Well, we have four alpacas that we adopted from a local farm. They are fairly mellow animals and rarely if ever try to get out of their pasture. One day, I was bringing in water to their barn and didn't close the gate well enough behind me. All four of the alpacas ran right out, down our driveway and were heading for the road.
Luckily, a neighbor heard me screaming, came out of his house and helped me guide them to my neighbor's backyard where there's an old horse paddock. And, as luck would have it, a vet tech was driving by and saw me trying to catch them -- she stopped to help me and my mom and my three-year-old son. (She regularly works with alpacas, such luck!) They were running around like crazy until we finally managed to corner them and the vet tech got ahold of one. The best and worst thing about alpacas: they are such herd animals.
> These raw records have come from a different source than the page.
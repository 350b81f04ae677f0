//! Cosine scoring and deterministic top-k ranking.
//!
//! Ranking is a total order: higher score first, then ascending id. Two
//! implementations fed the same candidates always return the same list.

use serde::Serialize;
use std::cmp::Ordering;
use std::collections::BinaryHeap;

/// An id paired with its similarity to a query.
#[derive(Debug, Clone, PartialEq, Serialize)]
pub struct ScoredId {
    pub id: String,
    pub score: f64,
}

impl ScoredId {
    pub fn new(id: impl Into<String>, score: f64) -> Self {
        Self {
            id: id.into(),
            score,
        }
    }

    /// `Less` means `self` ranks ahead of `other`.
    pub fn rank_cmp(&self, other: &Self) -> Ordering {
        other
            .score
            .total_cmp(&self.score)
            .then_with(|| self.id.cmp(&other.id))
    }
}

/// Cosine similarity of two equal-length vectors.
///
/// Returns 0.0 when the lengths differ, either vector is empty, or either
/// norm is zero. A zero vector is dissimilar to everything, itself included.
pub fn cosine_similarity(a: &[f64], b: &[f64]) -> f64 {
    if a.len() != b.len() || a.is_empty() {
        return 0.0;
    }
    let mut dot = 0.0_f64;
    let mut norm_a = 0.0_f64;
    let mut norm_b = 0.0_f64;
    for (x, y) in a.iter().zip(b.iter()) {
        dot += x * y;
        norm_a += x * x;
        norm_b += y * y;
    }
    let denom = norm_a.sqrt() * norm_b.sqrt();
    if denom == 0.0 {
        0.0
    } else {
        (dot / denom).clamp(-1.0, 1.0)
    }
}

// Heap entry ordered so the worst-ranked candidate sits on top.
struct HeapEntry(ScoredId);

impl PartialEq for HeapEntry {
    fn eq(&self, other: &Self) -> bool {
        self.cmp(other) == Ordering::Equal
    }
}

impl Eq for HeapEntry {}

impl PartialOrd for HeapEntry {
    fn partial_cmp(&self, other: &Self) -> Option<Ordering> {
        Some(self.cmp(other))
    }
}

impl Ord for HeapEntry {
    fn cmp(&self, other: &Self) -> Ordering {
        self.0.rank_cmp(&other.0)
    }
}

/// Bounded collector keeping the best `k` candidates seen so far.
pub struct TopK {
    k: usize,
    heap: BinaryHeap<HeapEntry>,
}

impl TopK {
    pub fn new(k: usize) -> Self {
        Self {
            k,
            heap: BinaryHeap::with_capacity(k.min(1024)),
        }
    }

    pub fn push(&mut self, candidate: ScoredId) {
        if self.k == 0 {
            return;
        }
        if self.heap.len() < self.k {
            self.heap.push(HeapEntry(candidate));
            return;
        }
        let beats_worst = self
            .heap
            .peek()
            .map(|worst| candidate.rank_cmp(&worst.0) == Ordering::Less)
            .unwrap_or(false);
        if beats_worst {
            self.heap.pop();
            self.heap.push(HeapEntry(candidate));
        }
    }

    /// Best first.
    pub fn into_sorted_vec(self) -> Vec<ScoredId> {
        self.heap
            .into_sorted_vec()
            .into_iter()
            .map(|entry| entry.0)
            .collect()
    }
}

/// Rank an arbitrary candidate set and keep the best `k`.
pub fn rank_top_k(candidates: impl IntoIterator<Item = ScoredId>, k: usize) -> Vec<ScoredId> {
    let mut top = TopK::new(k);
    for candidate in candidates {
        top.push(candidate);
    }
    top.into_sorted_vec()
}

#[cfg(test)]
mod tests {
    use super::*;

    #[test]
    fn test_identical_vectors_score_one() {
        let v = [0.3, -1.2, 4.0];
        assert!((cosine_similarity(&v, &v) - 1.0).abs() < 1e-12);
    }

    #[test]
    fn test_opposite_vectors_score_minus_one() {
        let v = [0.3, -1.2, 4.0];
        let neg: Vec<f64> = v.iter().map(|x| -x).collect();
        assert!((cosine_similarity(&v, &neg) + 1.0).abs() < 1e-12);
    }

    #[test]
    fn test_zero_vector_scores_zero_even_against_itself() {
        let zero = [0.0, 0.0];
        assert_eq!(cosine_similarity(&zero, &zero), 0.0);
        assert_eq!(cosine_similarity(&zero, &[1.0, 2.0]), 0.0);
    }

    #[test]
    fn test_length_mismatch_scores_zero() {
        assert_eq!(cosine_similarity(&[1.0, 2.0], &[1.0, 2.0, 3.0]), 0.0);
        assert_eq!(cosine_similarity(&[], &[]), 0.0);
    }

    #[test]
    fn test_ties_break_by_ascending_id() {
        let ranked = rank_top_k(
            vec![
                ScoredId::new("c", 0.5),
                ScoredId::new("a", 0.5),
                ScoredId::new("z", 0.9),
                ScoredId::new("b", 0.5),
            ],
            10,
        );
        let ids: Vec<&str> = ranked.iter().map(|s| s.id.as_str()).collect();
        assert_eq!(ids, vec!["z", "a", "b", "c"]);
    }

    #[test]
    fn test_top_k_keeps_best_only() {
        let candidates = (0..50).map(|i| ScoredId::new(format!("id{i:02}"), i as f64 / 50.0));
        let ranked = rank_top_k(candidates, 3);
        let ids: Vec<&str> = ranked.iter().map(|s| s.id.as_str()).collect();
        assert_eq!(ids, vec!["id49", "id48", "id47"]);
    }

    #[test]
    fn test_top_k_zero_is_empty() {
        assert!(rank_top_k(vec![ScoredId::new("a", 1.0)], 0).is_empty());
    }

    #[test]
    fn test_tie_at_cutoff_prefers_smaller_id() {
        let ranked = rank_top_k(
            vec![
                ScoredId::new("b", 0.7),
                ScoredId::new("c", 0.7),
                ScoredId::new("a", 0.7),
            ],
            2,
        );
        let ids: Vec<&str> = ranked.iter().map(|s| s.id.as_str()).collect();
        assert_eq!(ids, vec!["a", "b"]);
    }
}
use crate::domain::entities::vector_record::Metadata;
use serde::{Deserialize, Serialize};

/// A ranked search result enriched from the stored record.
#[derive(Debug, Clone, PartialEq, Serialize, Deserialize)]
pub struct SearchHit {
    pub id: String,
    /// Cosine similarity in [-1, 1].
    pub score: f64,
    pub text_preview: String,
    pub metadata: Metadata,
}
One goes out, they all go out and when you catch one and halter it you can lead all the others back.
We also free range our 19 chickens and it's always funny when we have to dive through our neighbor's yard or run down the road to get them to come back!
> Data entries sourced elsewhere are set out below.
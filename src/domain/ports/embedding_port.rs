use crate::domain::error::DomainError;

#[derive(Debug, Clone, Copy, PartialEq, Eq)]
pub enum InputType {
    Document,
    Query,
}

/// Text → fixed-length vector.
///
/// Implementations must be deterministic for a fixed model, free of side
/// effects, and return the empty vector for empty text. `embed_many` must
/// return one vector per input, in input order, each equal to what `embed`
/// returns for that text. Backend failures surface as
/// [`DomainError::EmbeddingUnavailable`].
#[async_trait::async_trait]
pub trait EmbeddingFunction: Send + Sync {
    async fn embed_many(&self, texts: &[String], input_type: InputType) -> Result<Vec<Vec<f64>>, DomainError>;

    async fn embed(&self, text: &str, input_type: InputType) -> Result<Vec<f64>, DomainError> {
        let mut vectors = self.embed_many(&[text.to_string()], input_type).await?;
        vectors
            .pop()
            .ok_or_else(|| DomainError::EmbeddingUnavailable("embedder returned no vector".into()))
    }

    /// Output length for non-empty text, or 0 when unknown.
    fn dimension(&self) -> usize;

    fn name(&self) -> &str;
}
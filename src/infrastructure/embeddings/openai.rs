use crate::domain::error::DomainError;
use crate::domain::ports::embedding_port::{EmbeddingFunction, InputType};
use reqwest::Client;
use serde::{Deserialize, Serialize};
use tracing::debug;

pub const DEFAULT_MODEL: &str = "text-embedding-3-small";
pub const DEFAULT_BASE_URL: &str = "https://api.openai.com";

/// OpenAI-compatible `/v1/embeddings` client.
pub struct OpenAiEmbedder {
    client: Client,
    api_key: String,
    model: String,
    base_url: String,
}

#[derive(Serialize)]
struct OpenAiRequest<'a> {
    input: Vec<&'a str>,
    model: &'a str,
}

#[derive(Deserialize)]
struct OpenAiResponse {
    data: Vec<OpenAiEmbedding>,
}

#[derive(Deserialize)]
struct OpenAiEmbedding {
    index: usize,
    embedding: Vec<f32>,
}

impl OpenAiEmbedder {
    pub fn new(api_key: String, model: Option<String>, base_url: Option<String>) -> Self {
        Self {
            client: Client::new(),
            api_key,
            model: model.unwrap_or_else(|| DEFAULT_MODEL.to_string()),
            base_url: base_url
                .unwrap_or_else(|| DEFAULT_BASE_URL.to_string())
                .trim_end_matches('/')
                .to_string(),
        }
    }

    fn model_dimension(model: &str) -> usize {
        match model {
            "text-embedding-3-small" | "text-embedding-ada-002" => 1536,
            "text-embedding-3-large" => 3072,
            _ => 0,
        }
    }
}

/// Places each returned embedding at the input position it answers. Every
/// requested position must be filled exactly once.
fn scatter_embeddings(
    positions: &[usize],
    data: Vec<OpenAiEmbedding>,
    vectors: &mut [Vec<f64>],
) -> Result<(), DomainError> {
    if data.len() != positions.len() {
        return Err(DomainError::EmbeddingUnavailable(format!(
            "OpenAI returned {} embeddings for {} inputs",
            data.len(),
            positions.len()
        )));
    }

    let mut filled = vec![false; positions.len()];
    for item in data {
        let slot = positions.get(item.index).ok_or_else(|| {
            DomainError::EmbeddingUnavailable(format!("OpenAI returned out-of-range index {}", item.index))
        })?;
        if std::mem::replace(&mut filled[item.index], true) {
            return Err(DomainError::EmbeddingUnavailable(format!(
                "OpenAI returned index {} twice",
                item.index
            )));
        }
        if item.embedding.is_empty() {
            return Err(DomainError::EmbeddingUnavailable(format!(
                "OpenAI returned an empty embedding at index {}",
                item.index
            )));
        }
        vectors[*slot] = item.embedding.into_iter().map(f64::from).collect();
    }
    Ok(())
}

#[async_trait::async_trait]
impl EmbeddingFunction for OpenAiEmbedder {
    async fn embed_many(&self, texts: &[String], _input_type: InputType) -> Result<Vec<Vec<f64>>, DomainError> {
        let mut vectors: Vec<Vec<f64>> = vec![vec![]; texts.len()];

        // Empty texts never reach the backend; they keep the empty vector.
        let positions: Vec<usize> = (0..texts.len()).filter(|&i| !texts[i].is_empty()).collect();
        if positions.is_empty() {
            return Ok(vectors);
        }

        let url = format!("{}/v1/embeddings", self.base_url);
        debug!(model = %self.model, count = positions.len(), "requesting embeddings");
        let resp = self
            .client
            .post(&url)
            .bearer_auth(&self.api_key)
            .json(&OpenAiRequest {
                input: positions.iter().map(|&i| texts[i].as_str()).collect(),
                model: &self.model,
            })
            .send()
            .await
            .map_err(|e| DomainError::EmbeddingUnavailable(format!("OpenAI API error: {e}")))?;

        if !resp.status().is_success() {
            let status = resp.status();
            let body = resp.text().await.unwrap_or_default();
            return Err(DomainError::EmbeddingUnavailable(format!("OpenAI API {status}: {body}")));
        }

        let result: OpenAiResponse = resp
            .json()
            .await
            .map_err(|e| DomainError::EmbeddingUnavailable(format!("Parse error: {e}")))?;
        scatter_embeddings(&positions, result.data, &mut vectors)?;
        Ok(vectors)
    }

    fn dimension(&self) -> usize {
        Self::model_dimension(&self.model)
    }

    fn name(&self) -> &str {
        "openai"
    }
}
#[cfg(test)]
mod tests {
    use super::*;

    fn ms(n: u64) -> Duration {
        Duration::from_millis(n)
    }

    #[test]
    fn easing_endpoints() {
        for e in [
            Easing::Linear,
            Easing::Ease,
            Easing::EaseIn,
            Easing::EaseOut,
            Easing::EaseInOut,
            Easing::CubicBezier(0.4, 0.0, 0.2, 1.0),
        ] {
            assert_eq!(e.transform(0.0), 0.0, "{e:?}");
            assert_eq!(e.transform(1.0), 1.0, "{e:?}");
            assert_eq!(e.transform(-3.0), 0.0, "{e:?}");
            assert_eq!(e.transform(7.0), 1.0, "{e:?}");
        }
    }

    #[test]
    fn ease_in_out_is_symmetric_and_monotonic() {
        let mid = Easing::EaseInOut.transform(0.5);
        assert!((mid - 0.5).abs() < 1e-4, "{mid}");
        let mut prev = 0.0;
        for i in 1..=20 {
            let y = Easing::EaseInOut.transform(f64::from(i) / 20.0);
            assert!(y >= prev - 1e-9, "not monotonic at {i}");
            prev = y;
        }
        assert!(Easing::EaseIn.transform(0.25) < 0.25);
        assert!(Easing::EaseOut.transform(0.25) > 0.25);
    }

    #[test]
    fn overrides_merge_field_by_field() {
        let cfg = AnimationConfig::spring().with_friction(12.0);
        assert_eq!(
            cfg.resolve(),
            AnimationSpec::Spring(SpringParams {
                friction: 12.0,
                tension: 100.0
            })
        );

        let cfg = AnimationConfig::timing()
            .with_duration(ms(300))
            .with_friction(3.0);
        assert_eq!(
            cfg.resolve(),
            AnimationSpec::Timing(TimingParams {
                duration: ms(300),
                easing: Easing::EaseInOut,
                delay: Duration::ZERO,
            })
        );

        // Switching kind keeps the other kind's overrides.
        let cfg = AnimationConfig {
            kind: AnimationKind::Spring,
            ..cfg
        };
        assert_eq!(cfg.spring_params().friction, 3.0);
    }

    #[test]
    fn defaults() {
        assert_eq!(AnimationConfig::default().kind, AnimationKind::Timing);
        assert_eq!(
            AnimationConfig::spring().resolve(),
            AnimationSpec::Spring(SpringParams::default())
        );
        let t = TimingParams::default();
        assert_eq!(t.duration, ms(150));
        assert_eq!(t.delay, Duration::ZERO);
        assert_eq!(t.easing, Easing::EaseInOut);
    }

    #[test]
    fn timing_progresses_and_finishes() {
        let mut a = TimingAnimation::new(0.0, 10.0, TimingParams::default());
        assert_eq!(
            a.sample(Duration::ZERO),
            Sample {
                value: 0.0,
                finished: false
            }
        );
        let mid = a.sample(ms(75));
        assert!(!mid.finished);
        assert!((mid.value - 5.0).abs() < 1e-3, "{mid:?}");
        assert_eq!(
            a.sample(ms(150)),
            Sample {
                value: 10.0,
                finished: true
            }
        );
    }

    #[test]
    fn timing_honors_delay() {
        let params = TimingParams {
            delay: ms(100),
            easing: Easing::Linear,
            ..TimingParams::default()
        };
        let mut a = TimingAnimation::new(1.0, 2.0, params);
        assert_eq!(a.sample(ms(50)).value, 1.0);
        assert_eq!(a.sample(ms(100)).value, 1.0);
        let s = a.sample(ms(175));
        assert!((s.value - 1.5).abs() < 1e-9, "{s:?}");
        assert!(a.sample(ms(250)).finished);
    }

    #[test]
    fn zero_duration_jumps() {
        let params = TimingParams {
            duration: Duration::ZERO,
            ..TimingParams::default()
        };
        let mut a = TimingAnimation::new(0.0, 3.0, params);
        assert_eq!(
            a.sample(Duration::ZERO),
            Sample {
                value: 3.0,
                finished: true
            }
        );
    }

    #[test]
    fn origami_conversion() {
        let s = SpringAnimation::new(0.0, 1.0, SpringParams::default());
        assert!((s.stiffness() - 447.4).abs() < 1e-9);
        assert!((s.damping() - 22.0).abs() < 1e-9);
    }

    #[test]
    fn spring_settles_at_target() {
        let mut a = BuiltinAnimator.start(0.0, 1.0, &AnimationConfig::spring().resolve());
        let first = a.sample(Duration::ZERO);
        assert_eq!(first.value, 0.0);
        assert!(!first.finished);

        let mut finished = None;
        for frame in 1..=600_u32 {
            let s = a.sample(Duration::from_secs_f64(f64::from(frame) / 60.0));
            if s.finished {
                finished = Some((frame, s.value));
                break;
            }
        }
        let (frame, value) = finished.expect("spring should settle within ten seconds");
        assert_eq!(value, 1.0);
        assert!(frame > 5, "settled implausibly fast at frame {frame}");
    }

    #[test]
    fn underdamped_spring_overshoots() {
        let mut a = SpringAnimation::new(0.0, 1.0, SpringParams::default());
        let peak = (1..120_u32)
            .map(|f| a.sample(Duration::from_secs_f64(f64::from(f) / 60.0)).value)
            .fold(f64::MIN, f64::max);
        assert!(peak > 1.0, "peak {peak}");
    }

    #[test]
    fn overdamped_spring_creeps_without_overshoot() {
        let params = SpringParams {
            friction: 60.0,
            tension: 100.0,
        };
        let mut a = SpringAnimation::new(0.0, 1.0, params);
        let mut last = 0.0;
        for f in 1..600_u32 {
            let s = a.sample(Duration::from_secs_f64(f64::from(f) / 60.0));
            assert!(s.value <= 1.0 + 1e-12, "overshoot {s:?}");
            assert!(s.value >= last, "moved backwards at frame {f}: {s:?}");
            if s.finished {
                return;
            }
            last = s.value;
        }
        panic!("overdamped spring never settled");
    }

    #[test]
    fn friction_shapes_overdamped_springs() {
        let at_100ms = |friction| {
            let params = SpringParams {
                friction,
                tension: 100.0,
            };
            SpringAnimation::new(0.0, 1.0, params).sample(ms(100)).value
        };
        let (light, heavy) = (at_100ms(20.0), at_100ms(200.0));
        assert!(heavy < light, "friction 20: {light}, friction 200: {heavy}");
        assert!(heavy > 0.0 && light < 1.0);
    }

    #[test]
    fn damping_regimes_meet_at_critical() {
        let stiffness = stiffness_from_tension(100.0);
        let critical = (2.0 * stiffness.sqrt() - 25.0) / 3.0 + 8.0;
        let at_100ms = |friction| {
            let params = SpringParams {
                friction,
                tension: 100.0,
            };
            SpringAnimation::new(0.0, 1.0, params).state_at(0.1).0
        };
        let exact = at_100ms(critical);
        for friction in [critical - 1e-6, critical + 1e-6] {
            let near = at_100ms(friction);
            assert!((near - exact).abs() < 1e-4, "{near} vs {exact}");
        }
    }

    #[test]
    fn spring_without_distance_finishes_immediately() {
        let mut a = SpringAnimation::new(0.4, 0.4, SpringParams::default());
        assert!(a.sample(Duration::ZERO).finished);
    }
}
If you were selling your home, how would you pitch it to a potential buyer?
Beautiful sunsets, land that can feed your family, small town feel, yet close to Albany.
If you could buy any work of art for your home, what would it be?
I would love to have someone paint a mural in our living room depicting the sunrise and sunset.
What is the best thing about the space around your home?
We have a wetland in the far back part of our land, and I LOVE it. As a former biologist, I love hearing red-winged blackbirds setting up their territories, spring peepers, grey tree frogs; I enjoy seeing snakes, bluebirds, foxes, mink. It's lovely. Also, we have a very, very old pear tree just off our deck. It's scraggly, but I just love it.
What would you change about your home or town if you could?
Besides adding on a bedroom and a mudroom, what we would love to eventually get off the grid completely. We're thinking about adding solar hot water to heat our house to get off heating oil.
Also, I miss our wonderful neighbors from Schenectady and sure wish they moved with us! And I admit: I hate having to mow so much grass. Adding more trees and a few more animals will help tremendously with all the mowing!
What is your favorite memory of living here?
Moving is incredibly stressful, and one of my favorite memories is having many of our closest friends lending us a hand with moving, and sitting down in our new house feeling thankful that even though we had moved a bit farther away from them, they would still be there and be our friends even if it was a bit more of a drive and less convenient to spend time with us.
Also, I love seeing my kids running around outside and soaking up all the land that this house offers, playing and enjoying nature.
What would you say to someone thinking of moving to your area?
Welcome to country living! Don't be a stranger! Want to buy some eggs?
This interview has been lightly edited.